U.N. warns that urgent action is needed on climate change to'secure a living future.

This assessment was produced by 270 scientists representing 67 countries and details how global warming has already caused havoc.

U.N. warns that urgent action is needed on climate change to'secure a living future.

Climate change is not a distant threat. It is a constant disaster that is already threatening humans and the natural environment around the globe, according to a new urgent report by the United Nations. The report states that the world has run out of time to stop the worst effects of global warming.

The report released Monday by U.N.'s Intergovernmental Panel on Climate Change (IPCC) outlines the growing risk climate change poses for human health, infrastructure and food security, as well as the sustainability of water and food resources, and biodiversity in the planet's ecosystems.


This assessment was produced by 270 scientists representing 67 countries that make up the IPCC’s so-called Working Group II. It represents broad consensus in the research community on how global warming affects people and the environment, and the possible consequences of inaction.

Hans-Otto Portner (climatologist, co-chair of Working Group II of the IPCC) stated in a statement that "the scientific evidence is unambiguous: Climate Change is an imminent threat to human wellbeing, and the health and well-being of the planet." "Any delay in concerted global action is going to miss a short and quickly closing window to ensure a sustainable future."

According to the report, humanity will face multiple climate risks over the next decades if global temperature rises above 1.5 degrees Celsius (2.7 degrees Fahrenheit). The planet has warmed by human-caused climate change, which is already 1.1 degrees Celsius (2° Fahrenheit) higher than pre-industrial levels.

Particularly worrying is the impact of climate change on food and water availability. According to the report, heat waves, droughts, and floods -- all of them exacerbated by climate change -- have already caused severe food and water insecurity for millions of people worldwide.

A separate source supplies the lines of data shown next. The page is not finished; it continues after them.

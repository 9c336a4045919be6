//! End-to-end conversion of pickled records to JSON.

use docmirror_codec::{
    pickle_to_json, pickle_to_json_with, JsonOptions, RecordTransform, ReducerRegistry, SkipReason,
    Transformed,
};
use docmirror_testkit::prelude::*;
use proptest::prelude::*;
use serde_json::{json, Map, Value};

fn compact(data: &[u8]) -> String {
    pickle_to_json(data, JsonOptions::compact()).unwrap()
}

#[test]
fn flat_dict_at_every_protocol() {
    let value = PyValue::Dict(vec![
        ("a".into(), PyValue::Int(1)),
        (
            "b".into(),
            PyValue::List(vec![PyValue::Int(1), PyValue::Int(2), PyValue::Int(3)]),
        ),
    ]);
    for protocol in 0..=4 {
        assert_eq!(compact(&value.to_pickle(protocol)), r#"{"a":1,"b":[1,2,3]}"#, "protocol {protocol}");
    }
}

#[test]
fn self_containing_list() {
    // l = [1, 2]; l.append((3, l))
    let mut w = PickleWriter::new(2);
    w.empty_list().put(0);
    w.mark().int(1).int(2).int(3).get(0).tuple_n(2).put(1).appends();
    assert_eq!(
        compact(&w.finish()),
        r#"{"::":"shared","::id":0,"value":[1,2,[3,{"::":"ref","id":0}]]}"#
    );
}

#[test]
fn shared_but_acyclic_values_are_inlined() {
    // x = [1]; [x, x]
    let mut w = PickleWriter::new(2);
    w.empty_list().put(0);
    w.mark().empty_list().put(1).int(1).append().get(1).appends();
    assert_eq!(compact(&w.finish()), "[[1],[1]]");
}

#[test]
fn self_referencing_object() {
    // n = Node(); n.me = n
    let mut w = PickleWriter::new(2);
    w.global("__main__", "Node").put(0);
    w.empty_tuple().newobj().put(1);
    w.empty_dict().put(2).str("me").get(1).setitem().build();
    assert_eq!(
        compact(&w.finish()),
        r#"{"me":{"::":"ref","id":1},"::":"__main__.Node","::id":1}"#
    );
}

#[test]
fn sets_become_sorted_lists() {
    let mut w = PickleWriter::new(4);
    w.empty_set().mark().int(3).int(1).int(2).additems();
    assert_eq!(compact(&w.finish()), "[1,2,3]");

    let mut w = PickleWriter::new(2);
    w.global("__builtin__", "set");
    w.empty_list().mark().str("b").str("a").appends().tuple_n(1).reduce();
    assert_eq!(compact(&w.finish()), r#"["a","b"]"#);
}

#[test]
fn decimals_become_floats() {
    let mut w = PickleWriter::new(2);
    w.global("decimal", "Decimal").str("1.25").tuple_n(1).reduce();
    assert_eq!(compact(&w.finish()), "1.25");
}

#[test]
fn datetimes_with_and_without_tz() {
    let payload = [0x07, 0xd1, 2, 3, 4, 5, 6, 0, 0, 0];

    let mut w = PickleWriter::new(3);
    w.global("datetime", "datetime").bytes(&payload).tuple_n(1).reduce();
    assert_eq!(compact(&w.finish()), r#""2001-02-03T04:05:06""#);

    let mut w = PickleWriter::new(3);
    w.global("datetime", "datetime").put(0).bytes(&payload);
    w.global("pytz", "_UTC").put(1).empty_tuple().reduce().put(2);
    w.tuple_n(2).put(3).reduce().put(4);
    assert_eq!(
        compact(&w.finish()),
        r#"{"value":"2001-02-03T04:05:06","tz":{"::":"pytz._UTC"},"::":"datetime"}"#
    );
}

#[test]
fn persistent_references() {
    let mut w = PickleWriter::new(3);
    w.empty_dict().mark();
    w.str("plain").persistent(5);
    w.str("hinted").persistent_with_class(6, "app", "Child");
    w.setitems();
    assert_eq!(
        compact(&w.finish()),
        r#"{"plain":{"::":"persistent","id":5},"hinted":{"::":"persistent","id":[6,"app.Child"]}}"#
    );
}

#[test]
fn reconstructor_uses_class_state() {
    let mut w = PickleWriter::new(2);
    w.global("copy_reg", "_reconstructor");
    w.global("app", "Legacy").global("__builtin__", "object").none().tuple_n(3).reduce();
    w.empty_dict().str("x").int(1).setitem().build();
    assert_eq!(compact(&w.finish()), r#"{"x":1,"::":"app.Legacy"}"#);
}

#[test]
fn user_reducers_build_custom_nodes() {
    let registry = ReducerRegistry::new().with_reducer("app.Point", |r| {
        let items = r.arg_items()?;
        let arena = r.arena();
        let x = arena.string("x");
        let y = arena.string("y");
        Ok(Some(arena.mapping(vec![(x, items[0]), (y, items[1])])))
    });
    let mut w = PickleWriter::new(2);
    w.global("app", "Point").int(1).int(2).tuple_n(2).reduce();
    let json = pickle_to_json_with(&w.finish(), &registry, JsonOptions::compact()).unwrap();
    assert_eq!(json, r#"{"x":1,"y":2}"#);
}

#[test]
fn declining_reducer_falls_back_to_class_record() {
    let registry = ReducerRegistry::new().with_reducer("app.Maybe", |_| Ok(None));
    let mut w = PickleWriter::new(2);
    w.global("app", "Maybe").int(7).tuple_n(1).reduce();
    let json = pickle_to_json_with(&w.finish(), &registry, JsonOptions::compact()).unwrap();
    assert_eq!(json, r#"{"::":"app.Maybe","::()":[7]}"#);
}

#[test]
fn pretty_output_is_sorted_and_indented() {
    let value = PyValue::Dict(vec![("b".into(), PyValue::Int(1)), ("a".into(), PyValue::None)]);
    let json = pickle_to_json(&value.to_pickle(3), JsonOptions::pretty()).unwrap();
    assert_eq!(json, "{\n  \"a\": null,\n  \"b\": 1\n}");
}

#[test]
fn record_transform_end_to_end() {
    let raw = dict_record("app.models", "Doc", &[("n", 3)]);
    let out = RecordTransform::new().transform(42, &raw).into_record().unwrap();
    assert_eq!(out.class_name, "app.models.Doc");
    assert_eq!(out.state_json, r#"{"n":3}"#);
    assert!(raw.starts_with(&out.header_bytes));
    assert!(out.header_bytes.len() < raw.len());
}

#[test]
fn record_state_can_reference_the_class_pickle_memo() {
    // The state pickle reuses the class reference memoized by the class pickle.
    let raw = record(3, "app", "Doc", |w| {
        w.empty_dict().put(2).str("kind").get(0).setitem();
    });
    let out = RecordTransform::new().transform(1, &raw).into_record().unwrap();
    assert_eq!(out.state_json, r#"{"kind":{"::":"global","name":"app.Doc"}}"#);
}

#[test]
fn self_containing_state_dict() {
    let raw = record(3, "app", "Doc", |w| {
        w.empty_dict().put(2).str("self").get(2).setitem();
    });
    let out = RecordTransform::new().transform(1, &raw).into_record().unwrap();
    assert_eq!(out.state_json, r#"{"self":{"::":"ref","id":2},"::id":2}"#);
}

#[test]
fn skips_and_hooks() {
    let transform = RecordTransform::new();
    assert_eq!(
        transform.transform(1, &btree_record()),
        Transformed::Skip(SkipReason::Filtered {
            class_name: "BTrees.OOBTree.OOBucket".into()
        })
    );

    let hooked = RecordTransform::new().with_hook(|class_name, state| match class_name {
        "app.Secret" => Some(String::new()),
        "app.Doc" => Some(state.replace("\"n\"", "\"count\"")),
        _ => None,
    });
    let doc = hooked
        .transform(2, &dict_record("app", "Doc", &[("n", 1)]))
        .into_record()
        .unwrap();
    assert_eq!(doc.state_json, r#"{"count":1}"#);
    assert!(matches!(
        hooked.transform(3, &dict_record("app", "Secret", &[])),
        Transformed::Skip(SkipReason::Declined { .. })
    ));
    let other = hooked
        .transform(4, &dict_record("app", "Other", &[("n", 2)]))
        .into_record()
        .unwrap();
    assert_eq!(other.state_json, r#"{"n":2}"#);
}

#[test]
fn nul_characters_are_scrubbed_from_state() {
    let raw = record(3, "app", "Doc", |w| {
        w.empty_dict().str("t").str("a\0b").setitem();
    });
    let out = RecordTransform::new().transform(1, &raw).into_record().unwrap();
    assert_eq!(out.state_json, r#"{"t":"a b"}"#);
}

#[test]
fn memo_errors_are_reported() {
    let mut w = PickleWriter::new(2);
    w.empty_list().put(0).put(0);
    assert!(pickle_to_json(&w.finish(), JsonOptions::compact()).is_err());

    let mut w = PickleWriter::new(2);
    w.get(9);
    assert!(pickle_to_json(&w.finish(), JsonOptions::compact()).is_err());
}

#[test]
fn class_reference_nodes_are_tagged() {
    let mut w = PickleWriter::new(3);
    w.global("app", "Doc");
    let json = compact(&w.finish());
    assert_eq!(json, r#"{"::":"global","name":"app.Doc"}"#);
}

fn expected(value: &PyValue) -> Value {
    match value {
        PyValue::None => Value::Null,
        PyValue::Bool(b) => Value::Bool(*b),
        PyValue::Int(i) => json!(i),
        PyValue::Float(f) => json!(f),
        PyValue::Str(s) => Value::from(s.as_str()),
        PyValue::List(items) | PyValue::Tuple(items) => Value::Array(items.iter().map(expected).collect()),
        PyValue::Dict(pairs) => {
            let mut map = Map::new();
            for (key, value) in pairs {
                map.insert(key.clone(), expected(value));
            }
            Value::Object(map)
        }
    }
}

proptest! {
    #![proptest_config(ProptestConfig::with_cases(128))]

    #[test]
    fn output_is_independent_of_protocol(value in py_value_strategy()) {
        let want = expected(&value);
        for protocol in 0..=4 {
            let json = pickle_to_json(&value.to_pickle(protocol), JsonOptions::compact()).unwrap();
            let got: Value = serde_json::from_str(&json).unwrap();
            prop_assert_eq!(&got, &want, "protocol {}", protocol);
        }
    }

    #[test]
    fn conversion_is_deterministic(value in py_value_strategy(), protocol in protocol_strategy()) {
        let data = value.to_pickle(protocol);
        let first = pickle_to_json(&data, JsonOptions::pretty()).unwrap();
        let second = pickle_to_json(&data, JsonOptions::pretty()).unwrap();
        prop_assert_eq!(first, second);
    }
}
//! The document store seam and an in-memory implementation.

use crate::error::{SinkError, SinkResult};
use docmirror_codec::DecodedRecord;
use docmirror_feed::Tid;
use parking_lot::RwLock;
use std::collections::{BTreeMap, HashMap};
use std::sync::Arc;

/// One row of the destination document table.
#[derive(Debug, Clone, PartialEq, Eq)]
pub struct Document {
    /// Object id; the row key.
    pub object_id: u64,
    /// Dotted class name.
    pub class_name: String,
    /// The class pickle, enough to build a placeholder object.
    pub header_bytes: Vec<u8>,
    /// The object state as JSON text.
    pub state_json: String,
}

impl Document {
    /// Builds the row for a converted record.
    pub fn from_record(object_id: u64, record: DecodedRecord) -> Self {
        Self {
            object_id,
            class_name: record.class_name,
            header_bytes: record.header_bytes,
            state_json: record.state_json,
        }
    }
}

/// A transactional destination for documents and checkpoints.
///
/// Writes are staged until [`DocumentStore::commit`]; a failed run calls
/// [`DocumentStore::rollback`] so that documents and the checkpoint move
/// together.
///
/// # Invariants
///
/// - `replace_documents` deletes any existing rows with the same object ids
///   before inserting, so applying the same documents twice is harmless
/// - `save_checkpoint` creates the checkpoint table if it is missing
pub trait DocumentStore {
    /// Returns true if the checkpoint table exists.
    fn checkpoint_table_exists(&mut self) -> SinkResult<bool>;

    /// Create the checkpoint table.
    fn create_checkpoint_table(&mut self) -> SinkResult<()>;

    /// The saved checkpoint for `client_id`.
    fn load_checkpoint(&mut self, client_id: &str) -> SinkResult<Option<Tid>>;

    /// Stage a new checkpoint for `client_id`.
    fn save_checkpoint(&mut self, client_id: &str, tid: Tid) -> SinkResult<()>;

    /// Returns true if the document table exists.
    fn table_exists(&mut self) -> SinkResult<bool>;

    /// Create the document table and its index.
    fn create_table(&mut self) -> SinkResult<()>;

    /// Returns true if the legacy synchronous delete trigger is installed.
    fn legacy_trigger_present(&mut self) -> SinkResult<bool>;

    /// Drop the legacy delete trigger.
    fn remove_legacy_trigger(&mut self) -> SinkResult<()>;

    /// Delete rows with the documents' ids, then insert the documents.
    fn replace_documents(&mut self, documents: &[Document]) -> SinkResult<()>;

    /// Object ids of every stored document.
    fn document_ids(&mut self) -> SinkResult<Vec<u64>>;

    /// Delete the rows with these ids.
    fn delete_documents(&mut self, object_ids: &[u64]) -> SinkResult<()>;

    /// Make staged writes durable.
    fn commit(&mut self) -> SinkResult<()>;

    /// Discard staged writes.
    fn rollback(&mut self) -> SinkResult<()>;
}

#[derive(Debug, Clone, Default)]
struct StoreState {
    table: bool,
    checkpoint_table: bool,
    legacy_trigger: bool,
    checkpoints: HashMap<String, Tid>,
    documents: BTreeMap<u64, Document>,
}

/// An in-memory document store.
///
/// Clones share committed state; each clone stages its own writes.
#[derive(Debug, Clone, Default)]
pub struct MemoryStore {
    committed: Arc<RwLock<StoreState>>,
    staged: Option<StoreState>,
    commits: usize,
}

impl MemoryStore {
    /// Creates an empty store with no tables.
    pub fn new() -> Self {
        Self::default()
    }

    /// Creates a store whose schema still carries the legacy delete trigger.
    pub fn with_legacy_trigger() -> Self {
        let store = Self::default();
        {
            let mut state = store.committed.write();
            state.table = true;
            state.legacy_trigger = true;
        }
        store
    }

    fn read<T>(&self, f: impl FnOnce(&StoreState) -> T) -> T {
        match &self.staged {
            Some(state) => f(state),
            None => f(&self.committed.read()),
        }
    }

    fn stage(&mut self) -> &mut StoreState {
        let committed = &self.committed;
        self.staged.get_or_insert_with(|| committed.read().clone())
    }

    fn require_table(&mut self) -> SinkResult<&mut StoreState> {
        let state = self.stage();
        if state.table {
            Ok(state)
        } else {
            Err(SinkError::store("document table does not exist"))
        }
    }

    /// The committed document for `object_id`.
    pub fn document(&self, object_id: u64) -> Option<Document> {
        self.committed.read().documents.get(&object_id).cloned()
    }

    /// All committed documents, ordered by object id.
    pub fn documents(&self) -> Vec<Document> {
        self.committed.read().documents.values().cloned().collect()
    }

    /// The committed checkpoint for `client_id`.
    pub fn checkpoint(&self, client_id: &str) -> Option<Tid> {
        self.committed.read().checkpoints.get(client_id).copied()
    }

    /// Number of commits made through this handle.
    pub fn commit_count(&self) -> usize {
        self.commits
    }

    /// Returns true if this handle has uncommitted writes.
    pub fn has_staged_writes(&self) -> bool {
        self.staged.is_some()
    }
}

impl DocumentStore for MemoryStore {
    fn checkpoint_table_exists(&mut self) -> SinkResult<bool> {
        Ok(self.read(|s| s.checkpoint_table))
    }

    fn create_checkpoint_table(&mut self) -> SinkResult<()> {
        self.stage().checkpoint_table = true;
        Ok(())
    }

    fn load_checkpoint(&mut self, client_id: &str) -> SinkResult<Option<Tid>> {
        Ok(self.read(|s| s.checkpoints.get(client_id).copied()))
    }

    fn save_checkpoint(&mut self, client_id: &str, tid: Tid) -> SinkResult<()> {
        let state = self.stage();
        state.checkpoint_table = true;
        state.checkpoints.insert(client_id.to_string(), tid);
        Ok(())
    }

    fn table_exists(&mut self) -> SinkResult<bool> {
        Ok(self.read(|s| s.table))
    }

    fn create_table(&mut self) -> SinkResult<()> {
        let state = self.stage();
        if state.table {
            return Err(SinkError::store("document table already exists"));
        }
        state.table = true;
        Ok(())
    }

    fn legacy_trigger_present(&mut self) -> SinkResult<bool> {
        Ok(self.read(|s| s.legacy_trigger))
    }

    fn remove_legacy_trigger(&mut self) -> SinkResult<()> {
        self.stage().legacy_trigger = false;
        Ok(())
    }

    fn replace_documents(&mut self, documents: &[Document]) -> SinkResult<()> {
        let state = self.require_table()?;
        for document in documents {
            state.documents.remove(&document.object_id);
        }
        for document in documents {
            state.documents.insert(document.object_id, document.clone());
        }
        Ok(())
    }

    fn document_ids(&mut self) -> SinkResult<Vec<u64>> {
        Ok(self.read(|s| s.documents.keys().copied().collect()))
    }

    fn delete_documents(&mut self, object_ids: &[u64]) -> SinkResult<()> {
        let state = self.require_table()?;
        for id in object_ids {
            state.documents.remove(id);
        }
        Ok(())
    }

    fn commit(&mut self) -> SinkResult<()> {
        if let Some(state) = self.staged.take() {
            *self.committed.write() = state;
        }
        self.commits += 1;
        Ok(())
    }

    fn rollback(&mut self) -> SinkResult<()> {
        self.staged = None;
        Ok(())
    }
}

#[cfg(test)]
mod tests {
    use super::*;

    fn doc(object_id: u64, state: &str) -> Document {
        Document {
            object_id,
            class_name: "app.Doc".into(),
            header_bytes: vec![],
            state_json: state.into(),
        }
    }

    #[test]
    fn writes_are_visible_after_commit_only() {
        let mut store = MemoryStore::new();
        store.create_table().unwrap();
        store.replace_documents(&[doc(1, "{}")]).unwrap();
        assert_eq!(store.document_ids().unwrap(), vec![1]);
        assert!(store.document(1).is_none());
        store.commit().unwrap();
        assert_eq!(store.document(1), Some(doc(1, "{}")));
    }

    #[test]
    fn rollback_discards_staged_writes() {
        let mut store = MemoryStore::new();
        store.create_table().unwrap();
        store.commit().unwrap();
        store.replace_documents(&[doc(1, "{}")]).unwrap();
        store.save_checkpoint("c", 5).unwrap();
        store.rollback().unwrap();
        assert_eq!(store.load_checkpoint("c").unwrap(), None);
        assert!(store.documents().is_empty());
    }

    #[test]
    fn replace_overwrites_existing_rows() {
        let mut store = MemoryStore::new();
        store.create_table().unwrap();
        store.replace_documents(&[doc(1, "{}"), doc(2, "{}")]).unwrap();
        store.replace_documents(&[doc(1, r#"{"a":1}"#)]).unwrap();
        store.commit().unwrap();
        assert_eq!(store.documents(), vec![doc(1, r#"{"a":1}"#), doc(2, "{}")]);
    }

    #[test]
    fn writes_need_a_table() {
        let mut store = MemoryStore::new();
        assert!(store.replace_documents(&[doc(1, "{}")]).is_err());
        assert!(store.create_table().is_ok());
        assert!(store.create_table().is_err());
    }

    #[test]
    fn checkpoints_create_their_table() {
        let mut store = MemoryStore::new();
        assert!(!store.checkpoint_table_exists().unwrap());
        store.save_checkpoint("c", 42).unwrap();
        store.commit().unwrap();
        assert!(store.checkpoint_table_exists().unwrap());
        assert_eq!(store.checkpoint("c"), Some(42));
    }
}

Rachel Bezner Kerr from Cornell University's global development program, stated Sunday that "Overall, it is a grim picture for food systems." Climate change is affecting everyone.

While climate change will affect all regions of the globe, the assessment revealed that those in Africa, Asia and South America are most vulnerable to the effects of climate change and are at greater risk of suffering severe consequences including death. According to the report, the Arctic and small islands countries also bear a greater burden from climate change.

Bezner Kerr stated that taking action to reduce greenhouse gas emissions, and slow climate change's pace will help lessen the dire consequences of global warming. He also said that any increase in temperature will lead to more severe consequences.

The IPCC report highlighted the growing threat of global warming to human and animal health. It also discussed the effects of climate change on mental well-being, a first for IPCC. Research has shown that extreme weather events such as heat waves and wildfires can have a negative impact on mental health.

The new assessment includes dire warnings that ecosystems and people most affected by rising sea levels are also at greatest risk. This includes low-income communities and coastal areas that are vulnerable to rising sea levels.

Many of the climate-related risks are interwoven with existing issues in these communities, including rising social inequality, unsustainable use natural resources, loss and damage from extreme weather events, and ongoing repercussions of the Covid-19 pandemic.

"Our assessment clearly shows how tackling all these diverse challenges requires everyone -- governments, private sector, civil society -- working jointly to prioritize risk reduction as well as equity and justice in decision-making and investments," Debra Roberts (Co-chair of Working Group II), the head for the Sustainable and Resilient City Initiatives Unit at eThekwini municipality in Durban, South Africa said in a statement.

According to the report, the cost of inaction could prove devastating. Camille Parmesan (an adjunct professor of geoological sciences at the University of Texas at Austin) said that climate change is not only threatening humans but also causing irreversible effects on certain species.

Parmesan stated, "It is very, very clear to see that wild species as well as natural systems are already being pushed up against hard limits." "That is why we are seeing species go extinct. This is why we are seeing major changes in the most fragile ecosystems -- the High Arctic, the Mountaintops --

John Kerry, the U.S. presidential special envoy on climate, stated that the IPCC assessment painted a "dire tableau" of how humanity has been affected by global warming. It also highlighted the dangers of not paying attention to climate science.

Kerry stated in a statement that "We have witnessed the rise in climate-fueled extremes, and the damage left behind -- lives lost or livelihoods destroyed." "The question is not whether or not we can completely avoid the crisis, but whether or not we can prevent the worst consequences."

Established in late 1980s, the IPCC is made up of thousands of scientists from 195 member countries who review the latest published and peer-reviewed research about global warming and compile it into a report.

This new report is part the IPCC's Sixth Assessment Report on Climate Change, also known as AR6. The full assessment is divided into four sections: The Working Group I report about the science of climate changes, released last year; Working Group II's report on vulnerabilities and socioeconomic effects; the Working Group III report, due to be released in April; and finally, the Synthesis Report which summarizes the results from all the working groups and incorporates pertinent information for policymakers.